Kopieren Sie die Strategien der anderen!
Kaum etwas spaltet die deutsche Gesellschaft so sehr wie der Börsenhandel. Während die einen erst gar kein Depot eröffnen und sich mit den Mini-Zinsen des Sparbuchs begnügen, kaufen die anderen Zertifikate und Investmentfonds, die ihnen zweistellige Renditen versprechen. Das sind natürlich nur die beiden Extrema, aber sie zeigen: Mit allzu einfachen Regeln wie „bloß kein Risiko“ oder „Hauptsache Rendite“ kommen Anleger nicht weit. Doch was tun, wenn man dem Bankberater nicht traut, aber zugleich keine Zeit hat, um sich selbst detailliert mit den Märkten zu beschäftigen?
Im Internet gibt es Trading-Plattformen, die in ihrer Werbung genau dieses Problem aufgreifen. Als Lösung präsentieren Anbieter wie eToro, United Signals und ZuluTrade das sogenannte Copy-Trading oder auch Mirror-Trading. Dabei können sich Anleger an Top Trader, Finanzexperten und Social Gurus dranhängen und ihre Strategien kopieren. Solche Portale ganz ohne eigenes Finanzwissen zu nutzen, kann aber gefährlich sein.
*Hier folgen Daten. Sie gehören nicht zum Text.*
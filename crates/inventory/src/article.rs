use chrono::{DateTime, Utc};
use serde::{Deserialize, Serialize};
use serde_json::{Map, Value};
use thiserror::Error;

use comptoir_core::{ArticleId, DomainError, DomainResult, TenantId};

pub const LIBELLE_MAX_CHARS: usize = 255;
pub const DESCRIPTION_MAX_CHARS: usize = 1000;
/// Prices are stored as signed 64-bit integers.
pub const PRICE_MAX: u64 = i64::MAX as u64;

/// A stocked article.
///
/// # Invariants
/// - `libelle` is non-empty and `price <= PRICE_MAX`.
/// - [`Article::patched`] never yields a negative stock: deltas go through
///   [`apply_stock_delta`].
#[derive(Debug, Clone, PartialEq, Eq, Serialize, Deserialize)]
pub struct Article {
    pub id: ArticleId,
    pub tenant_id: TenantId,
    pub libelle: String,
    pub description: Option<String>,
    /// Minor currency units.
    pub price: u64,
    pub stock: i64,
    #[serde(skip)]
    pub created_at: Option<DateTime<Utc>>,
    #[serde(skip)]
    pub updated_at: Option<DateTime<Utc>>,
    #[serde(skip)]
    pub deleted_at: Option<DateTime<Utc>>,
}

impl Article {
    pub fn new(
        id: ArticleId,
        tenant_id: TenantId,
        libelle: impl Into<String>,
        description: Option<String>,
        price: u64,
        stock: i64,
    ) -> DomainResult<Self> {
        let draft = NewArticle::new(tenant_id, libelle, description, price, stock)?;
        Ok(draft.with_id(id, Utc::now()))
    }

    pub fn is_deleted(&self) -> bool {
        self.deleted_at.is_some()
    }

    pub fn is_available(&self) -> bool {
        self.stock > 0
    }

    pub fn matches(&self, availability: Option<Availability>) -> bool {
        match availability {
            None => true,
            Some(Availability::InStock) => self.is_available(),
            Some(Availability::OutOfStock) => !self.is_available(),
        }
    }

    /// Return the article with `patch` applied; the stock field of the patch is
    /// a delta on top of the current stock.
    pub fn patched(&self, patch: &ArticlePatch, now: DateTime<Utc>) -> Result<Article, PatchError> {
        let mut next = self.clone();
        if let Some(libelle) = &patch.libelle {
            next.libelle = libelle.clone();
        }
        if let Some(description) = &patch.description {
            next.description = description.clone();
        }
        if let Some(price) = patch.price {
            next.price = price;
        }
        if let Some(delta) = patch.stock_delta {
            next.stock = apply_stock_delta(self.stock, delta)?;
        }
        next.updated_at = Some(now);
        Ok(next)
    }
}

/// A validated article that has no id yet.
#[derive(Debug, Clone, PartialEq, Eq)]
pub struct NewArticle {
    pub tenant_id: TenantId,
    pub libelle: String,
    pub description: Option<String>,
    pub price: u64,
    pub stock: i64,
}

impl NewArticle {
    pub fn new(
        tenant_id: TenantId,
        libelle: impl Into<String>,
        description: Option<String>,
        price: u64,
        stock: i64,
    ) -> DomainResult<Self> {
        let libelle = validate_libelle(libelle.into()).map_err(DomainError::from)?;
        let description = validate_description(description).map_err(DomainError::from)?;
        let price = validate_price(price).map_err(DomainError::from)?;
        if stock < 0 {
            return Err(DomainError::invariant("stock cannot be negative"));
        }
        Ok(Self {
            tenant_id,
            libelle,
            description,
            price,
            stock,
        })
    }

    /// Validate a creation request. `libelle`, `price` and `stock` are
    /// required; `stock` is the opening quantity and cannot be negative.
    pub fn from_json(tenant_id: TenantId, obj: &Map<String, Value>) -> Result<Self, PatchError> {
        let libelle = match obj.get("libelle") {
            None | Some(Value::Null) => return Err(PatchError::invalid("libelle", "is required")),
            Some(v) => v
                .as_str()
                .ok_or_else(|| PatchError::invalid("libelle", "must be a string"))?,
        };
        let description = match obj.get("description") {
            None | Some(Value::Null) => None,
            Some(Value::String(s)) => Some(s.clone()),
            Some(_) => return Err(PatchError::invalid("description", "must be a string or null")),
        };
        let price = match obj.get("price") {
            None => return Err(PatchError::invalid("price", "is required")),
            Some(v) => parse_price(v)?,
        };
        let stock = match obj.get("stock") {
            None => return Err(PatchError::invalid("stock", "is required")),
            Some(v) => v
                .as_i64()
                .filter(|s| *s >= 0)
                .ok_or_else(|| PatchError::invalid("stock", "must be a non-negative integer"))?,
        };

        Ok(Self {
            tenant_id,
            libelle: validate_libelle(libelle.to_string())?,
            description: validate_description(description)?,
            price,
            stock,
        })
    }

    pub fn with_id(self, id: ArticleId, now: DateTime<Utc>) -> Article {
        Article {
            id,
            tenant_id: self.tenant_id,
            libelle: self.libelle,
            description: self.description,
            price: self.price,
            stock: self.stock,
            created_at: Some(now),
            updated_at: Some(now),
            deleted_at: None,
        }
    }
}

/// Stock filter for listings (`available=yes|no`).
#[derive(Debug, Clone, Copy, PartialEq, Eq)]
pub enum Availability {
    InStock,
    OutOfStock,
}

impl Availability {
    pub fn parse(s: &str) -> Option<Self> {
        match s {
            "yes" => Some(Availability::InStock),
            "no" => Some(Availability::OutOfStock),
            _ => None,
        }
    }
}

#[derive(Debug, Error, Clone, PartialEq, Eq)]
pub enum PatchError {
    #[error("invalid {field}: {reason}")]
    InvalidField { field: &'static str, reason: String },

    #[error("no valid fields")]
    NoValidFields,

    #[error("negative stock")]
    NegativeStock,

    #[error("stock overflow")]
    StockOverflow,
}

impl PatchError {
    fn invalid(field: &'static str, reason: impl Into<String>) -> Self {
        Self::InvalidField {
            field,
            reason: reason.into(),
        }
    }

    /// Another live article of the tenant already has this libelle.
    pub fn libelle_taken() -> Self {
        Self::invalid("libelle", "already used")
    }
}

impl From<PatchError> for DomainError {
    fn from(e: PatchError) -> Self {
        match e {
            PatchError::NegativeStock | PatchError::StockOverflow => DomainError::invariant(e.to_string()),
            other => DomainError::validation(other.to_string()),
        }
    }
}

/// Validated partial update of an article.
///
/// `description: Some(None)` clears the description. `stock_delta` is added to
/// the current stock, never assigned.
#[derive(Debug, Clone, Default, PartialEq, Eq)]
pub struct ArticlePatch {
    pub libelle: Option<String>,
    pub description: Option<Option<String>>,
    pub price: Option<u64>,
    pub stock_delta: Option<i64>,
}

impl ArticlePatch {
    pub fn is_empty(&self) -> bool {
        self.libelle.is_none() && self.description.is_none() && self.price.is_none() && self.stock_delta.is_none()
    }

    /// Validate the recognised fields of a submitted JSON object.
    ///
    /// Unknown keys (including `id`) are ignored. The first bad recognised
    /// field wins; an object with no recognised field is `NoValidFields`.
    pub fn from_json(obj: &Map<String, Value>) -> Result<Self, PatchError> {
        let mut patch = ArticlePatch::default();

        if let Some(v) = obj.get("libelle") {
            let s = v
                .as_str()
                .ok_or_else(|| PatchError::invalid("libelle", "must be a string"))?;
            patch.libelle = Some(validate_libelle(s.to_string())?);
        }

        if let Some(v) = obj.get("description") {
            let d = match v {
                Value::Null => None,
                Value::String(s) => Some(s.clone()),
                _ => return Err(PatchError::invalid("description", "must be a string or null")),
            };
            patch.description = Some(validate_description(d)?);
        }

        if let Some(v) = obj.get("price") {
            patch.price = Some(parse_price(v)?);
        }

        if let Some(v) = obj.get("stock") {
            let delta = v
                .as_i64()
                .ok_or_else(|| PatchError::invalid("stock", "must be an integer"))?;
            patch.stock_delta = Some(delta);
        }

        if patch.is_empty() {
            return Err(PatchError::NoValidFields);
        }
        Ok(patch)
    }
}

/// `current + delta`, refusing results below zero.
pub fn apply_stock_delta(current: i64, delta: i64) -> Result<i64, PatchError> {
    let next = current.checked_add(delta).ok_or(PatchError::StockOverflow)?;
    if next < 0 {
        return Err(PatchError::NegativeStock);
    }
    Ok(next)
}

fn parse_price(v: &Value) -> Result<u64, PatchError> {
    let price = v
        .as_u64()
        .ok_or_else(|| PatchError::invalid("price", "must be a non-negative integer"))?;
    validate_price(price)
}

fn validate_price(price: u64) -> Result<u64, PatchError> {
    if price > PRICE_MAX {
        return Err(PatchError::invalid("price", format!("cannot exceed {PRICE_MAX}")));
    }
    Ok(price)
}

fn validate_libelle(libelle: String) -> Result<String, PatchError> {
    let trimmed = libelle.trim();
    if trimmed.is_empty() {
        return Err(PatchError::invalid("libelle", "cannot be empty"));
    }
    if trimmed.chars().count() > LIBELLE_MAX_CHARS {
        return Err(PatchError::invalid(
            "libelle",
            format!("longer than {LIBELLE_MAX_CHARS} characters"),
        ));
    }
    Ok(trimmed.to_string())
}

fn validate_description(description: Option<String>) -> Result<Option<String>, PatchError> {
    match description {
        Some(d) if d.chars().count() > DESCRIPTION_MAX_CHARS => Err(PatchError::invalid(
            "description",
            format!("longer than {DESCRIPTION_MAX_CHARS} characters"),
        )),
        other => Ok(other),
    }
}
Angesichts der extrem niedrigen Zinsen für Sparprodukte suchen inzwischen auch risikoscheue Anleger nach Alternativen. Handelsblatt Online zeigt in einer wöchentlichen Serie, wie Anleger ihr Finanzwissen erweitern können, wie sie von gemeinschaftlichen Anlagemodellen profitieren und sich vor Bauernfängern schützen.
Mitmachen können Anleger bei den Plattformen teilweise schon mit kleinen Anlagesummen von 50 oder 100 Euro. Außerdem gibt es bei einigen Anbietern Musterdepots, mit denen Anleger erst einmal nur zuschauen können, ohne gleich eigenes Geld einzusetzen. Wer sich tatsächlich finanziell beteiligen will, muss ein Konto bei einem Broker eröffnen – oder sein bestehendes Brokerkonto mit der Plattform verknüpfen. Einige Anbieter stellen eine Vielzahl von Partnerbrokern zur Wahl, andere haben einen eigenen Broker.
Die Signale der ausgewählten Trader werden dann direkt ins Depot des Followers übertragen. Die Käufe und Verkäufe werden proportional umgesetzt. Einfaches Beispiel: Kauft der Trader – oder auch Signalgeber genannt – eine neue Position in Höhe von zwei Prozent seines Depotwertes, geschieht das auch im Depot des Followers.
Follower müssen auch mit Verlusten rechnen
Den Top-Performern folgen, die Weisheit der Masse nutzen, höhere Rendite erzielen, diese Versprechen klingen verlockend. „Wichtig ist aber, dass die Nutzer sich des Risikos bewusst sind“, sagt Monika Müller, Finanzcoach aus Wiesbaden. Denn die Ranglisten der besten Trader basieren auf der Leistung der vergangenen Monate, können jedoch nichts über den künftigen Erfolg aussagen. „Es ist schon mal möglich, dass jemand in kurzer Zeit 80 Prozent Rendite erzielt, aber wissenschaftliche Studien zeigen, dass ein solches Niveau nicht auf Dauer gehalten werden kann“, sagt Müller. Der Follower muss also auch auf Verluste gefasst sein.
Und dieses finanzielle Risiko trägt er bei manchen Anbietern ganz allein, denn häufig arbeiten die Trader nur mit Demokonten, sie setzen selbst also kein echtes Geld ein. Wer solchen Tradern folgt, sollte besonders kritisch sein, denn zum Teil können sie gleichzeitig mehrere gegensätzliche Strategien ins Rennen schicken. Das einzige Ziel besteht dann darin einen guten Platz in der Rangliste zu bekommen. Mit echtem Können hat das nicht mehr viel zu tun.
Auch über die Kosten der Handelskopien muss sich der Nutzer informieren. Die Portale werben teils damit, dass die Nutzung gratis ist, doch geschenkt gibt es letztlich nichts. Zwar fallen meist keine monatlichen Grundgebühren an, doch die Trader veröffentlichen ihre Aktionen nicht völlig selbstlos. Sie verfolgen damit finanzielle Interessen, ebenso wie die die Betreiber der Plattform und die Broker. Der Kunde bekommt teils nur „marktnahe“ Preise, die Differenz zum Preis, den der Broker am Markt bezahlt, streicht dieser selbst ein. Wie genau die Trader entlohnt werden, ist je nach Plattform sehr unterschiedlich, teils fließt ein Teil der Rendite des Followers auf ihr Konto und teils erhöht sich ihr Profit, wenn sie einen besseren Status erreichen.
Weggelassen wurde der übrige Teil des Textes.